El negocio esencial: Salvar tu alma

“¿De que le sirve al hombre ganar el mundo entero, si pierde su alma?” (San Mateo 15, 26)

¿Para qué sirve la vida?

No se pueden negar estos dos hechos:

  1. Hace poco Usted no existía.
  2. Dentro de poco tiempo Usted ya no existirá.

1ª Pregunta: ¿De dónde venimos?

De Dios. No hay duda. ¿Acaso hace falta probar que un coche necesita un constructor? Pues bien, el cuerpo y el alma también tienen una organización inteligente que viene de alguien: de Dios, "de una inteligencia extraordinaria" como dice Cicerón. Y la Sagrada Escritura añade: “... aunque no son excusables, porque si pueden alcanzar tanta ciencia y son capaces de investigar el universo, ¿cómo no conocen más fácilmente al Señor de él?" (Sabiduría 13,9), y San Pablo por su parte: “De manera que son inexcusables,  por cuanto conociendo a Dios, no le glorificaron como a Dios, ni le dieron gracias...” (Romanos 1, 20-21).

2ª Pregunta: ¿A dónde nos dirigimos?

No somos bestias.
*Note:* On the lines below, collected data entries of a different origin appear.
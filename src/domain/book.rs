use rust_decimal::Decimal;
use serde::{Deserialize, Serialize};

use super::{BookId, BookValidationError};

/// タイトル・著者名の最大文字数
pub const MAX_TEXT_LENGTH: usize = 60;

/// 装丁
#[derive(Debug, Clone, Copy, PartialEq, Eq, Default, Serialize, Deserialize)]
#[serde(rename_all = "UPPERCASE")]
pub enum CoverType {
    #[default]
    Hard,
    Soft,
}

impl CoverType {
    pub fn as_str(&self) -> &'static str {
        match self {
            CoverType::Hard => "HARD",
            CoverType::Soft => "SOFT",
        }
    }
}

impl std::str::FromStr for CoverType {
    type Err = String;

    fn from_str(s: &str) -> Result<Self, Self::Err> {
        match s {
            "HARD" => Ok(CoverType::Hard),
            "SOFT" => Ok(CoverType::Soft),
            _ => Err(format!("Invalid cover type: {}", s)),
        }
    }
}

/// Book集約 - カタログの1タイトル
///
/// 不変条件：inventoryは負にならない（貸出で-1、返却で+1）
#[derive(Debug, Clone, PartialEq, Eq, Serialize, Deserialize)]
pub struct Book {
    pub id: BookId,
    pub title: String,
    pub author: String,
    pub cover: CoverType,
    pub inventory: i32,
    pub daily_fee: Decimal,
}

/// 書籍の作成・更新入力
#[derive(Debug, Clone, PartialEq, Eq)]
pub struct BookDraft {
    pub title: String,
    pub author: String,
    pub cover: CoverType,
    pub inventory: i32,
    pub daily_fee: Decimal,
}

impl Book {
    /// 貸出可能な在庫があるか
    pub fn in_stock(&self) -> bool {
        self.inventory > 0
    }
}

/// 純粋関数：書籍入力を検証する
///
/// カタログ経由の書き込みでは在庫1以上・日額料金0より大を要求する。
/// 日額料金は保存時と同じくセント単位に丸めてから判定する。
pub fn validate_draft(draft: &BookDraft) -> Result<(), BookValidationError> {
    let title = draft.title.trim();
    if title.is_empty() {
        return Err(BookValidationError::EmptyTitle);
    }
    if title.chars().count() > MAX_TEXT_LENGTH {
        return Err(BookValidationError::TitleTooLong);
    }
    if draft.author.chars().count() > MAX_TEXT_LENGTH {
        return Err(BookValidationError::AuthorTooLong);
    }
    if draft.inventory < 1 {
        return Err(BookValidationError::InventoryBelowOne);
    }
    if draft.daily_fee.round_dp(2) <= Decimal::ZERO {
        return Err(BookValidationError::NonPositiveDailyFee);
    }
    Ok(())
}

/// 純粋関数：検証済みの入力から新しい書籍を作る
pub fn create_book(draft: BookDraft) -> Result<Book, BookValidationError> {
    validate_draft(&draft)?;
    Ok(Book {
        id: BookId::new(),
        title: draft.title.trim().to_string(),
        author: draft.author,
        cover: draft.cover,
        inventory: draft.inventory,
        daily_fee: draft.daily_fee.round_dp(2),
    })
}

/// 純粋関数：既存の書籍を入力で置き換える（IDは保持）
pub fn update_book(book: &Book, draft: BookDraft) -> Result<Book, BookValidationError> {
    let updated = create_book(draft)?;
    Ok(Book {
        id: book.id,
        ..updated
    })
}

#[cfg(test)]
mod tests {
    use super::*;
    use std::str::FromStr;

    fn draft() -> BookDraft {
        BookDraft {
            title: "Sample book".to_string(),
            author: "Same author".to_string(),
            cover: CoverType::Hard,
            inventory: 1,
            daily_fee: Decimal::new(464, 2),
        }
    }

    #[test]
    fn test_create_book_accepts_valid_draft() {
        let book = create_book(draft()).unwrap();
        assert_eq!(book.title, "Sample book");
        assert_eq!(book.daily_fee, Decimal::new(464, 2));
        assert!(book.in_stock());
    }

    #[test]
    fn test_create_book_rejects_zero_inventory() {
        let result = create_book(BookDraft {
            inventory: 0,
            ..draft()
        });
        assert_eq!(result.unwrap_err(), BookValidationError::InventoryBelowOne);
    }

    #[test]
    fn test_create_book_rejects_non_positive_fee() {
        let result = create_book(BookDraft {
            daily_fee: Decimal::ZERO,
            ..draft()
        });
        assert_eq!(result.unwrap_err(), BookValidationError::NonPositiveDailyFee);
    }

    #[test]
    fn test_create_book_rejects_fee_that_rounds_to_zero() {
        let result = create_book(BookDraft {
            daily_fee: Decimal::new(4, 3),
            ..draft()
        });
        assert_eq!(result.unwrap_err(), BookValidationError::NonPositiveDailyFee);

        let book = create_book(BookDraft {
            daily_fee: Decimal::new(6, 3),
            ..draft()
        })
        .unwrap();
        assert_eq!(book.daily_fee, Decimal::new(1, 2));
    }

    #[test]
    fn test_create_book_rejects_blank_and_long_title() {
        let blank = create_book(BookDraft {
            title: "   ".to_string(),
            ..draft()
        });
        assert_eq!(blank.unwrap_err(), BookValidationError::EmptyTitle);

        let long = create_book(BookDraft {
            title: "x".repeat(61),
            ..draft()
        });
        assert_eq!(long.unwrap_err(), BookValidationError::TitleTooLong);
    }

    #[test]
    fn test_update_book_keeps_id() {
        let book = create_book(draft()).unwrap();
        let updated = update_book(
            &book,
            BookDraft {
                title: "Renamed".to_string(),
                cover: CoverType::Soft,
                ..draft()
            },
        )
        .unwrap();
        assert_eq!(updated.id, book.id);
        assert_eq!(updated.title, "Renamed");
        assert_eq!(updated.cover, CoverType::Soft);
    }

    #[test]
    fn test_cover_type_round_trips_through_str() {
        assert_eq!(CoverType::from_str("SOFT").unwrap(), CoverType::Soft);
        assert_eq!(CoverType::Hard.as_str(), "HARD");
        assert!(CoverType::from_str("paper").is_err());
    }
}
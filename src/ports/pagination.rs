use serde::Serialize;

/// 1ページあたりの既定件数
pub const DEFAULT_PAGE_SIZE: u32 = 20;

/// 指定可能なページサイズの上限
pub const MAX_PAGE_SIZE: u32 = 100;

/// 1始まりのページ指定（範囲外の値は丸める）
#[derive(Debug, Clone, Copy, PartialEq, Eq)]
pub struct PageRequest {
    page: u32,
    page_size: u32,
}

impl PageRequest {
    pub fn new(page: Option<u32>, page_size: Option<u32>) -> Self {
        Self {
            page: page.unwrap_or(1).max(1),
            page_size: page_size
                .unwrap_or(DEFAULT_PAGE_SIZE)
                .clamp(1, MAX_PAGE_SIZE),
        }
    }

    pub fn page(&self) -> u32 {
        self.page
    }

    pub fn page_size(&self) -> u32 {
        self.page_size
    }

    pub fn limit(&self) -> i64 {
        i64::from(self.page_size)
    }

    pub fn offset(&self) -> i64 {
        i64::from(self.page - 1) * i64::from(self.page_size)
    }
}

impl Default for PageRequest {
    fn default() -> Self {
        Self::new(None, None)
    }
}

/// 1ページ分の結果と条件に合う総件数
#[derive(Debug, Clone, PartialEq, Eq, Serialize)]
pub struct Page<T> {
    pub items: Vec<T>,
    pub total: i64,
}

impl<T> Page<T> {
    pub fn map<U>(self, f: impl FnMut(T) -> U) -> Page<U> {
        Page {
            items: self.items.into_iter().map(f).collect(),
            total: self.total,
        }
    }
}
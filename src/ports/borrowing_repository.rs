use crate::domain::{Borrowing, BorrowingId, Payment, UserId};
use async_trait::async_trait;
use futures::stream::BoxStream;

use super::pagination::{Page, PageRequest};

pub type Result<T> = std::result::Result<T, Box<dyn std::error::Error + Send + Sync>>;

/// 貸出一覧のフィルタ
///
/// 値のあるフィールドごとに結果を絞り込む。`None` は制限なし。
#[derive(Debug, Clone, Default, PartialEq, Eq)]
pub struct BorrowingFilter {
    /// 職員以外の呼び出し元は自分の貸出のみ
    pub visible_to: Option<UserId>,
    /// クエリパラメータの `user_id`
    pub user_id: Option<UserId>,
    /// `Some(true)` は未返却、`Some(false)` は返却済み
    pub is_active: Option<bool>,
}

impl BorrowingFilter {
    pub fn matches(&self, borrowing: &Borrowing) -> bool {
        self.visible_to.is_none_or(|id| borrowing.user_id == id)
            && self.user_id.is_none_or(|id| borrowing.user_id == id)
            && self
                .is_active
                .is_none_or(|active| borrowing.is_active() == active)
    }
}

/// 貸出作成の作業単位の結果
#[derive(Debug, Clone, Copy, PartialEq, Eq)]
pub enum OpenOutcome {
    Opened,
    /// 条件付きの在庫減算が0行だった
    OutOfStock,
}

/// 返却の作業単位の結果
#[derive(Debug, Clone, Copy, PartialEq, Eq)]
pub enum CloseOutcome {
    Closed,
    /// 更新時点で `actual_return_date` が設定済みだった
    AlreadyReturned,
}

/// 貸出台帳の永続化ポート
///
/// `open` と `close` は複数ステップの書き込みで、それぞれ全体が成功するか何も残らない。
#[async_trait]
pub trait BorrowingRepository: Send + Sync {
    /// 在庫を減らし（正の間のみ）、貸出と支払いを挿入する
    async fn open(&self, borrowing: &Borrowing, payment: &Payment) -> Result<OpenOutcome>;

    /// `actual_return_date` を設定し（NULLの間のみ）、在庫を戻し、罰金があれば挿入する
    async fn close(&self, borrowing: &Borrowing, fine: Option<&Payment>) -> Result<CloseOutcome>;

    async fn get_by_id(&self, borrowing_id: BorrowingId) -> Result<Option<Borrowing>>;

    /// フィルタに合う貸出を新しい順に返す
    async fn list(&self, filter: &BorrowingFilter, page: PageRequest) -> Result<Page<Borrowing>>;

    /// 全貸出を貸出日順にストリームで返す
    ///
    /// 定期的な延滞チェックで使う。
    fn stream_all(&self) -> BoxStream<'_, Result<Borrowing>>;
}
Una mosca, un perro, no pueden ni escribir ni leer esta página. Solas sobre la tierra, nuestras inteligencias dominan así a la materia. Se necesita de un espíritu para pensar y juzgar. La bondad y la justicia no pueden cortarse en pedazos, se es justo o no se es justo. No más que las ideas, nuestro espíritu es indivisible, no puede cortarse o corromperse: nuestro espíritu es inmortal. Así pues, nuestra inteligencia y nuestra voluntad, eso que nos hace ser alguien, no mueren. Nosotros no morimos, pero querámoslo o no tendremos que dejar esta vida. No hemos sido creados para permanecer para siempre en esta vida. No sabemos ni lo que sucederá el día de mañana. ¿Qué es, pues, la vida? “Es humo que aparece por un momento y luego se disipa” (Santiago 4,14).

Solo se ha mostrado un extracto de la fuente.